After being created in this manner, hydrogen has the potential to be utilized as a source of fuel for fuel cell electric cars, which are an alternative to BEVs (FCEVs). Proton exchange membrane fuel cells are what provide the electricity for FCEVs. Fuel cell electric vehicles (FCEVs) generate energy from hydrogen by mixing the hydrogen fuel with air and then pumping the mixture into a fuel cell. As soon as this reaches the interior of the fuel cell, it sets off a chemical process, which ultimately leads to the removal of electrons from the hydrogen. After doing so, these electrons produce electricity, which is then stored in a relatively tiny battery before being utilized to power the vehicle.
Because they are derived from renewable sources, EV fuel cell electric vehicles that run on green hydrogen are totally free of carbon emissions. The only byproducts of the process that takes place in a fuel cell are electricity, water, and heat, and the only emissions that are produced are air and water vapor. This makes them a choice that is better aligned with net zero aims, which makes it possible to roll out carbon-neutral electric vehicles on a wider scale.
Even while the advantages of FCEVs are readily apparent, the technology that underpins them still has room for improvement. EV Fuel cells are unable to function under strong loads for extended periods of time, which might cause problems in situations involving sudden acceleration or deceleration.
Research into the operation of fuel cells has revealed that when a fuel cell electric vehicle (FCEV) begins to accelerate, the fuel cell’s power output progressively grows to a point, but after that, it begins to fluctuate and decline despite the fact that the vehicle’s velocity remains constant. This unstable power output poses a dilemma for the manufacturers of automobiles.

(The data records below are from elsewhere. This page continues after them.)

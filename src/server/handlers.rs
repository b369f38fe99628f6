//! HTTP request handlers

use std::collections::HashMap;
use std::str::FromStr;
use std::sync::Arc;

use axum::{
    extract::{Multipart, State},
    http::header,
    response::{Html, IntoResponse, Response},
    Json,
};
use tracing::info;

use crate::training::{EstimatorSelection, Hyperparameters};
use crate::utils::DataLoader;
use crate::workflow::{predict_action, train_action, ScalingPolicy, TrainOutcome, TrainRequest};

use super::error::{Result, ServerError};
use super::state::AppState;

// ============================================================================
// Form parsing
// ============================================================================

/// Multipart body: one CSV file plus plain text fields
#[derive(Debug, Default)]
struct UploadForm {
    file: Option<Vec<u8>>,
    fields: HashMap<String, String>,
}

impl UploadForm {
    async fn read(mut multipart: Multipart) -> Result<Self> {
        let mut form = UploadForm::default();
        while let Some(field) = multipart
            .next_field()
            .await
            .map_err(|e| ServerError::BadRequest(e.to_string()))?
        {
            let name = field.name().unwrap_or("file").to_string();
            if name == "file" {
                let file_name = field.file_name().unwrap_or("data.csv").to_string();
                let data = field
                    .bytes()
                    .await
                    .map_err(|e| ServerError::BadRequest(e.to_string()))?;
                info!(file = %file_name, bytes = data.len(), "Received upload");
                form.file = Some(data.to_vec());
            } else {
                let value = field
                    .text()
                    .await
                    .map_err(|e| ServerError::BadRequest(e.to_string()))?;
                // Checkbox groups repeat the field name
                form.fields
                    .entry(name)
                    .and_modify(|v| {
                        v.push(',');
                        v.push_str(&value);
                    })
                    .or_insert(value);
            }
        }
        Ok(form)
    }

    fn take_file(&mut self) -> Result<Vec<u8>> {
        self.file
            .take()
            .ok_or_else(|| ServerError::BadRequest("No file uploaded".to_string()))
    }

    fn text(&self, name: &str) -> Option<&str> {
        self.fields
            .get(name)
            .map(|v| v.trim())
            .filter(|v| !v.is_empty())
    }

    fn parse<T: FromStr>(&self, name: &str) -> Result<Option<T>> {
        self.text(name)
            .map(|v| {
                v.parse::<T>().map_err(|_| {
                    ServerError::BadRequest(format!("invalid value '{}' for {}", v, name))
                })
            })
            .transpose()
    }

    fn train_request(&self) -> Result<TrainRequest> {
        let selection = match self.text("estimators") {
            Some(codes) => EstimatorSelection::from_str(codes)?,
            None => EstimatorSelection::new(),
        };

        let mut hp = Hyperparameters::default();
        if let Some(v) = self.parse("rf_n_estimators")? {
            hp.rf_n_estimators = v;
        }
        if let Some(v) = self.parse("rf_max_depth")? {
            hp.rf_max_depth = v;
        }
        if let Some(v) = self.parse("gb_n_estimators")? {
            hp.gb_n_estimators = v;
        }
        if let Some(v) = self.parse("gb_max_depth")? {
            hp.gb_max_depth = v;
        }
        if let Some(v) = self.parse("mlp_max_iter")? {
            hp.mlp_max_iter = v;
        }
        if let Some(v) = self.parse("mlp_alpha")? {
            hp.mlp_alpha = v;
        }

        let request = TrainRequest::new(selection, hp);
        Ok(match self.parse::<u64>("seed")? {
            Some(seed) => request.with_seed(seed),
            None => request,
        })
    }
}

// ============================================================================
// API Handlers
// ============================================================================

pub async fn health_check(State(state): State<Arc<AppState>>) -> Json<serde_json::Value> {
    Json(serde_json::json!({
        "status": "ok",
        "version": env!("CARGO_PKG_VERSION"),
        "model_trained": state.store.exists(),
    }))
}

/// Train on the uploaded table and replace the stored model
pub async fn train(
    State(state): State<Arc<AppState>>,
    multipart: Multipart,
) -> Result<Json<TrainOutcome>> {
    let mut form = UploadForm::read(multipart).await?;
    let bytes = form.take_file()?;
    let request = form.train_request()?;

    let _guard = state.train_lock.lock().await;
    let store = state.store.clone();
    let outcome = tokio::task::spawn_blocking(move || {
        let df = DataLoader::new().load_csv_bytes(bytes)?;
        train_action(&df, &request, &store)
    })
    .await
    .map_err(|e| ServerError::Internal(e.to_string()))??;

    *state.last_training.write().await = Some(outcome.clone());
    Ok(Json(outcome))
}

/// Evaluation of the last model trained by this server
pub async fn get_evaluation(State(state): State<Arc<AppState>>) -> Result<Json<TrainOutcome>> {
    state
        .last_training
        .read()
        .await
        .clone()
        .map(Json)
        .ok_or_else(|| ServerError::NotFound("No evaluation yet. Train a model first.".to_string()))
}

/// Classify the uploaded table and return `predictions.csv`
pub async fn predict(State(state): State<Arc<AppState>>, multipart: Multipart) -> Result<Response> {
    let mut form = UploadForm::read(multipart).await?;
    let bytes = form.take_file()?;
    let scaling = match form.text("scaling") {
        Some(v) => ScalingPolicy::from_str(v)?,
        None => ScalingPolicy::default(),
    };

    let store = state.store.clone();
    let csv = tokio::task::spawn_blocking(move || {
        let df = DataLoader::new().load_csv_bytes(bytes)?;
        predict_action(&df, &store, scaling)?.to_csv()
    })
    .await
    .map_err(|e| ServerError::Internal(e.to_string()))??;

    Ok((
        [
            (header::CONTENT_TYPE, "text/csv; charset=utf-8"),
            (header::CONTENT_DISPOSITION, "attachment; filename=\"predictions.csv\""),
        ],
        csv,
    )
        .into_response())
}

// ============================================================================
// UI Handler
// ============================================================================

pub async fn serve_index() -> Html<&'static str> {
    Html(EMBEDDED_INDEX_HTML)
}

const EMBEDDED_INDEX_HTML: &str = r#"<!DOCTYPE html>
<html lang="en">
<head>
    <meta charset="UTF-8">
    <meta name="viewport" content="width=device-width, initial-scale=1.0">
    <title>ExoSeeker</title>
    <script defer src="https://cdn.jsdelivr.net/npm/alpinejs@3.x.x/dist/cdn.min.js"></script>
    <script src="https://cdn.tailwindcss.com"></script>
    <style>[x-cloak]{display:none!important}</style>
</head>
<body class="bg-gray-900 text-gray-100 min-h-screen" x-data="app()">
    <header class="bg-gray-800 border-b border-gray-700 px-6 py-4">
        <div class="flex items-center justify-between">
            <h1 class="text-xl font-bold">ExoSeeker</h1>
            <span class="text-sm text-gray-400">Kepler KOI disposition classifier</span>
        </div>
    </header>
    <main class="p-6 grid grid-cols-3 gap-6">
        <section class="bg-gray-800 rounded-lg p-6">
            <h2 class="text-lg font-semibold mb-4">Training Data</h2>
            <input type="file" accept=".csv" x-ref="trainFile" class="mb-4 text-sm">
            <div class="space-y-2 mb-4">
                <label class="flex items-center gap-2"><input type="checkbox" checked disabled> Random Forest</label>
                <label class="flex items-center gap-2"><input type="checkbox" x-model="est.gb"> Gradient Boosting</label>
                <label class="flex items-center gap-2"><input type="checkbox" x-model="est.mlp"> Multi-Layer Perceptron</label>
            </div>
            <div class="grid grid-cols-2 gap-2 text-sm mb-4">
                <label>RF trees<input type="number" min="1" x-model="hp.rf_n_estimators" class="w-full bg-gray-700 rounded p-1"></label>
                <label>RF depth<input type="number" min="1" x-model="hp.rf_max_depth" class="w-full bg-gray-700 rounded p-1"></label>
                <label x-show="est.gb">GB trees<input type="number" min="1" x-model="hp.gb_n_estimators" class="w-full bg-gray-700 rounded p-1"></label>
                <label x-show="est.gb">GB depth<input type="number" min="1" x-model="hp.gb_max_depth" class="w-full bg-gray-700 rounded p-1"></label>
                <label x-show="est.mlp">MLP epochs<input type="number" min="1" x-model="hp.mlp_max_iter" class="w-full bg-gray-700 rounded p-1"></label>
                <label x-show="est.mlp">MLP alpha<input type="number" step="0.0001" min="0" x-model="hp.mlp_alpha" class="w-full bg-gray-700 rounded p-1"></label>
            </div>
            <button @click="train()" :disabled="busy" class="px-6 py-2 bg-blue-600 hover:bg-blue-700 disabled:bg-gray-600 rounded">
                <span x-show="!busy">Train</span><span x-show="busy">Working...</span>
            </button>
        </section>
        <section class="bg-gray-800 rounded-lg p-6">
            <h2 class="text-lg font-semibold mb-4">Evaluation</h2>
            <template x-if="result">
                <div>
                    <table class="w-full text-sm mb-4">
                        <tr><td>Accuracy</td><td x-text="pct(result.report.metrics.accuracy)"></td></tr>
                        <tr><td>Sensitivity</td><td x-text="pct(result.report.metrics.sensitivity)"></td></tr>
                        <tr><td>Specificity</td><td x-text="pct(result.report.metrics.specificity)"></td></tr>
                        <tr><td>Precision</td><td x-text="pct(result.report.metrics.precision)"></td></tr>
                        <tr><td>F1 Score</td><td x-text="result.report.metrics.f1.toFixed(4)"></td></tr>
                    </table>
                    <div class="grid grid-cols-2 gap-2 text-center text-sm">
                        <template x-for="cell in result.report.confusion_matrix.cells.flat()">
                            <div class="bg-gray-700 rounded p-3">
                                <div x-text="cell.name" class="text-gray-400"></div>
                                <div class="text-xl font-bold" x-text="cell.count"></div>
                                <div x-text="pct(cell.normalized)"></div>
                            </div>
                        </template>
                    </div>
                </div>
            </template>
            <p x-show="!result" class="text-gray-400 text-sm">Train a model to see its evaluation.</p>
        </section>
        <section class="bg-gray-800 rounded-lg p-6">
            <h2 class="text-lg font-semibold mb-4">Target Data</h2>
            <input type="file" accept=".csv" x-ref="predictFile" class="mb-4 text-sm">
            <label class="flex items-center gap-2 mb-4 text-sm"><input type="checkbox" x-model="batchScaling"> Scale with batch statistics</label>
            <button @click="predict()" :disabled="busy" class="px-6 py-2 bg-green-600 hover:bg-green-700 disabled:bg-gray-600 rounded">Predict &amp; Download</button>
        </section>
        <div x-show="error" x-cloak class="col-span-3 bg-red-900 text-red-100 rounded p-4" x-text="error"></div>
    </main>
    <script>
    function app() {
        return {
            busy: false, error: null, result: null, batchScaling: false,
            est: { gb: false, mlp: false },
            hp: { rf_n_estimators: 100, rf_max_depth: 3, gb_n_estimators: 100, gb_max_depth: 3, mlp_max_iter: 100, mlp_alpha: 0.0001 },
            pct(v) { return (v * 100).toFixed(2) + '%'; },
            async init() {
                const r = await fetch('/api/evaluation');
                if (r.ok) this.result = await r.json();
            },
            async train() {
                const file = this.$refs.trainFile.files[0];
                if (!file) { this.error = 'Choose a training CSV first.'; return; }
                const form = new FormData();
                form.append('file', file);
                const codes = ['rf'];
                if (this.est.gb) codes.push('gb');
                if (this.est.mlp) codes.push('mlp');
                form.append('estimators', codes.join(','));
                for (const [k, v] of Object.entries(this.hp)) form.append(k, v);
                await this.send('/api/train', form, async r => { this.result = await r.json(); });
            },
            async predict() {
                const file = this.$refs.predictFile.files[0];
                if (!file) { this.error = 'Choose a target CSV first.'; return; }
                const form = new FormData();
                form.append('file', file);
                form.append('scaling', this.batchScaling ? 'batch' : 'training');
                await this.send('/api/predict', form, async r => {
                    const url = URL.createObjectURL(await r.blob());
                    const a = document.createElement('a');
                    a.href = url; a.download = 'predictions.csv'; a.click();
                    URL.revokeObjectURL(url);
                });
            },
            async send(url, form, onOk) {
                this.busy = true; this.error = null;
                try {
                    const r = await fetch(url, { method: 'POST', body: form });
                    if (r.ok) await onOk(r); else this.error = (await r.json()).message;
                } catch (e) { this.error = String(e); }
                this.busy = false;
            },
        };
    }
    </script>
</body>
</html>
"#;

In order to meet the increased need for electricity, the answer is to set up an installation of fuel cells. If an FCEV requires 100 kilowatts (kW) of electricity, for instance, installing a EV fuel cell with a capacity of 120 kW would guarantee that there is always 100 kW of power available, regardless of the fuel cell’s actual power production. If you decide to go with this option, you will need a resistor that can act as a “load bank” and take surplus energy from the system when it is not needed.
The Cressall EV2, which is cooled by water instead of air, was developed primarily for heavy-duty applications such as hydrogen-powered FCEVs. It does this by drawing extra energy from the system and releasing it in the form of heat, which may then be utilized to warm the passenger compartment of the car.
This safeguards the electrical system and enables FCEVs to be extremely reactive to high-power demands and accelerate and decelerate quickly without storing surplus energy in a battery. This is made possible by the FCEVs’ ability to fast accelerate and decelerate.
The introduction of electric vehicles (EVs) is well underway, and urgent deadlines for the phase-out of cars powered by fossil fuels are becoming closer and closer. Although BEVs are the primary participant in the effort to reduce carbon emissions from transportation, it is imperative that the specific advantages that FCEVs provide to the market not be overlooked. However, bringing the two together could be the answer to launching the electric vehicle revolution.